--- START ---

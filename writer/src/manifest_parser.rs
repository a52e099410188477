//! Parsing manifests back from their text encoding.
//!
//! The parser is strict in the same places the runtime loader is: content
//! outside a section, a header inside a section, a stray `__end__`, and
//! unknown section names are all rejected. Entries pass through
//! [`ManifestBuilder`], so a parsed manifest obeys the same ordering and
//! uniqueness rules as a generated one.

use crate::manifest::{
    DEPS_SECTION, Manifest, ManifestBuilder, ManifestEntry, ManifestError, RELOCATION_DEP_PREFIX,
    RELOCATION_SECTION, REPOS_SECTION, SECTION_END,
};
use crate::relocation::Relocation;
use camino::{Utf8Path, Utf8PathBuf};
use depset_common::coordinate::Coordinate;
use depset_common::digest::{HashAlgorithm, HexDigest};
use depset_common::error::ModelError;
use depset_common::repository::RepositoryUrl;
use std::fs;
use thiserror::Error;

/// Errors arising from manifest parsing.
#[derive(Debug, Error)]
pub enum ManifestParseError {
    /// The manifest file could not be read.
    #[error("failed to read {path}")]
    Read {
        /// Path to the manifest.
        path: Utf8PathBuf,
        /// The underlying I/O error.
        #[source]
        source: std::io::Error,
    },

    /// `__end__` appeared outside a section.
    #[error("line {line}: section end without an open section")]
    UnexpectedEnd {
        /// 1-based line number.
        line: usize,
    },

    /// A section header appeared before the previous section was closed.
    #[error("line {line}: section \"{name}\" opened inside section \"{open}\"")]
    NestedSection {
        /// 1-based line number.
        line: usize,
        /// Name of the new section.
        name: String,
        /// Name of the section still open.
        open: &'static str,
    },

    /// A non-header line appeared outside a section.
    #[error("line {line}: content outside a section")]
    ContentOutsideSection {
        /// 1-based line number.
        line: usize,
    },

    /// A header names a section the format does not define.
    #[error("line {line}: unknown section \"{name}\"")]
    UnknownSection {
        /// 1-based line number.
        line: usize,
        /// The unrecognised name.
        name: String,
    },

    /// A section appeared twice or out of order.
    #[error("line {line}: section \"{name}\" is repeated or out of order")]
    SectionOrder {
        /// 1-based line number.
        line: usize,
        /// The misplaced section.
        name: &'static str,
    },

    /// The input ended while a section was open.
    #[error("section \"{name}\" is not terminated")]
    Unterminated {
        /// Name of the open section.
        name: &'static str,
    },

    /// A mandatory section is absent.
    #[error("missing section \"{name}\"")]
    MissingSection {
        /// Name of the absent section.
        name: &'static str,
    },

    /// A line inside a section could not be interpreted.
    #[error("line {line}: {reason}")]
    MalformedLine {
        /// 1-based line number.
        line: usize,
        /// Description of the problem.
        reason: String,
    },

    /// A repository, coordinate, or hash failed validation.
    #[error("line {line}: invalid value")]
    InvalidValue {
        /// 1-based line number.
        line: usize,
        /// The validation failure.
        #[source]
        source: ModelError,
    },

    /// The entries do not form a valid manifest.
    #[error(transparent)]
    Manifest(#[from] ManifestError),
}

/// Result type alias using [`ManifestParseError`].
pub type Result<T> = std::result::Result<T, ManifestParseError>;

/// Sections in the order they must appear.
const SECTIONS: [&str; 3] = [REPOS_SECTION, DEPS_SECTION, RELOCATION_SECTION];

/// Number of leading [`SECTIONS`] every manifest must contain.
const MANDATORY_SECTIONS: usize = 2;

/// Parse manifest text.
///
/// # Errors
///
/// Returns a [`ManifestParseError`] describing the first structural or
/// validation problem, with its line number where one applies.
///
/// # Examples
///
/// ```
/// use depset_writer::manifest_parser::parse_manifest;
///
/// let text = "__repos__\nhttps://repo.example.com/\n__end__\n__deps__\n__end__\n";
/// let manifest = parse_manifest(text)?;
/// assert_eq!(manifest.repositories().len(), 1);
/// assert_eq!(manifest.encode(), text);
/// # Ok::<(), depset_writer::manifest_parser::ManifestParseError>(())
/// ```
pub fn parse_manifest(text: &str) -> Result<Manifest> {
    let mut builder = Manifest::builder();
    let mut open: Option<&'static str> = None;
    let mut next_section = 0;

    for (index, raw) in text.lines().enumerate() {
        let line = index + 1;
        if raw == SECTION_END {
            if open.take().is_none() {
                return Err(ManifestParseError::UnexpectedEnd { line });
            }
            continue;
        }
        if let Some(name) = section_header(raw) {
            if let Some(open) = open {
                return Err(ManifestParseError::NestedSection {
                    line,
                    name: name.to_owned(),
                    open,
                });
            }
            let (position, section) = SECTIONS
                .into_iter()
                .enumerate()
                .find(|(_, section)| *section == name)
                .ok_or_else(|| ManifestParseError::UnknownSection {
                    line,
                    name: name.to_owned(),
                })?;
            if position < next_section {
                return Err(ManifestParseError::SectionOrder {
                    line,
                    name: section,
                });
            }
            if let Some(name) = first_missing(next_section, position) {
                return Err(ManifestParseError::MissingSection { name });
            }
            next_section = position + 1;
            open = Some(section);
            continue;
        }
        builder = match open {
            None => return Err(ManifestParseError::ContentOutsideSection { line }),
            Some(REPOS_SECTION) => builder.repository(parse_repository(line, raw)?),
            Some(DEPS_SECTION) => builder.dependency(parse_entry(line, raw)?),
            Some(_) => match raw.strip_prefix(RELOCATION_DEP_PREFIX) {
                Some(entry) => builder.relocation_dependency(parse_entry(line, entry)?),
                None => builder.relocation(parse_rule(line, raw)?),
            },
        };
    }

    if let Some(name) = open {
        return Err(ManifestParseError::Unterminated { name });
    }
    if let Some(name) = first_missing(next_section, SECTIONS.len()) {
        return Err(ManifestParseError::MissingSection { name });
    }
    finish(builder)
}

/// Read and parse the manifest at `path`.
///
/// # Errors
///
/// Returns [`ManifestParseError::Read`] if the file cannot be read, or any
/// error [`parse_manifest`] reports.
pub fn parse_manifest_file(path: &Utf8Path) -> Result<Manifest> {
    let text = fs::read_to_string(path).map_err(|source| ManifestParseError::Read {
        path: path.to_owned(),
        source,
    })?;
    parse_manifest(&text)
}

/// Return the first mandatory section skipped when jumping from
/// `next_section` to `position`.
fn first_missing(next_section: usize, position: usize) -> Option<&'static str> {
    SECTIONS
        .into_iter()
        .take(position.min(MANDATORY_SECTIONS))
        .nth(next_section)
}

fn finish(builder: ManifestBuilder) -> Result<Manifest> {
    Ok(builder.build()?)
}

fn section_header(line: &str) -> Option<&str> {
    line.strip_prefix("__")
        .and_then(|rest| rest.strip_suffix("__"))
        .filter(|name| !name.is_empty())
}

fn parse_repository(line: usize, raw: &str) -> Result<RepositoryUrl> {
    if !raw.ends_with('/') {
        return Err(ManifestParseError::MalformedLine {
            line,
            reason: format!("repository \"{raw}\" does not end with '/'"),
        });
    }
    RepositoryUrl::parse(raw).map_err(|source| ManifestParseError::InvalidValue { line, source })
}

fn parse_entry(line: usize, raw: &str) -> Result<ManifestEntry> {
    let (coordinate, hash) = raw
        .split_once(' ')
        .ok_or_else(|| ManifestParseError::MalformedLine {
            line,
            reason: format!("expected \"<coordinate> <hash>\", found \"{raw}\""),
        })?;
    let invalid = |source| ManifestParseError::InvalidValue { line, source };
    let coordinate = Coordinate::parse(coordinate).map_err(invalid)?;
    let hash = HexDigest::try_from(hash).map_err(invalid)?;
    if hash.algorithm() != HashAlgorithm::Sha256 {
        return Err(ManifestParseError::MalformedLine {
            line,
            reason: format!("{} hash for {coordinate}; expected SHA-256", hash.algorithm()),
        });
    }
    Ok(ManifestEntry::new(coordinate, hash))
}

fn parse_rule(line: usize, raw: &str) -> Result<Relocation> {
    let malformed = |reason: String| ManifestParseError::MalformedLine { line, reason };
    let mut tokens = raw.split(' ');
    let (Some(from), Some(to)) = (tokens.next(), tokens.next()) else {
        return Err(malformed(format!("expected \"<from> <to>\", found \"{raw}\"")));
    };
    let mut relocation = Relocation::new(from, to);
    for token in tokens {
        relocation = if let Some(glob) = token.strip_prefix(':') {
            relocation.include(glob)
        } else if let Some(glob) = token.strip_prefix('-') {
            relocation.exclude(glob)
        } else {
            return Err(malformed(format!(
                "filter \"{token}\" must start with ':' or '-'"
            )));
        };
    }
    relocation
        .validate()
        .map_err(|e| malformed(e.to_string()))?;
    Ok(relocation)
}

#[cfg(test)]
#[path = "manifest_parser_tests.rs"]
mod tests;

--- END ---

▶ **Task prompt**
Begin at the first line of the entries above and copy every line exactly, ending with the line that contains "Entries pass through".

▶ **Exercise result**
filename writer/src/manifest_parser.rs
repository a52e099410188477
//! Parsing manifests back from their text encoding.
//!
//! The parser is strict in the same places the runtime loader is: content
//! outside a section, a header inside a section, a stray `__end__`, and
//! unknown section names are all rejected. Entries pass through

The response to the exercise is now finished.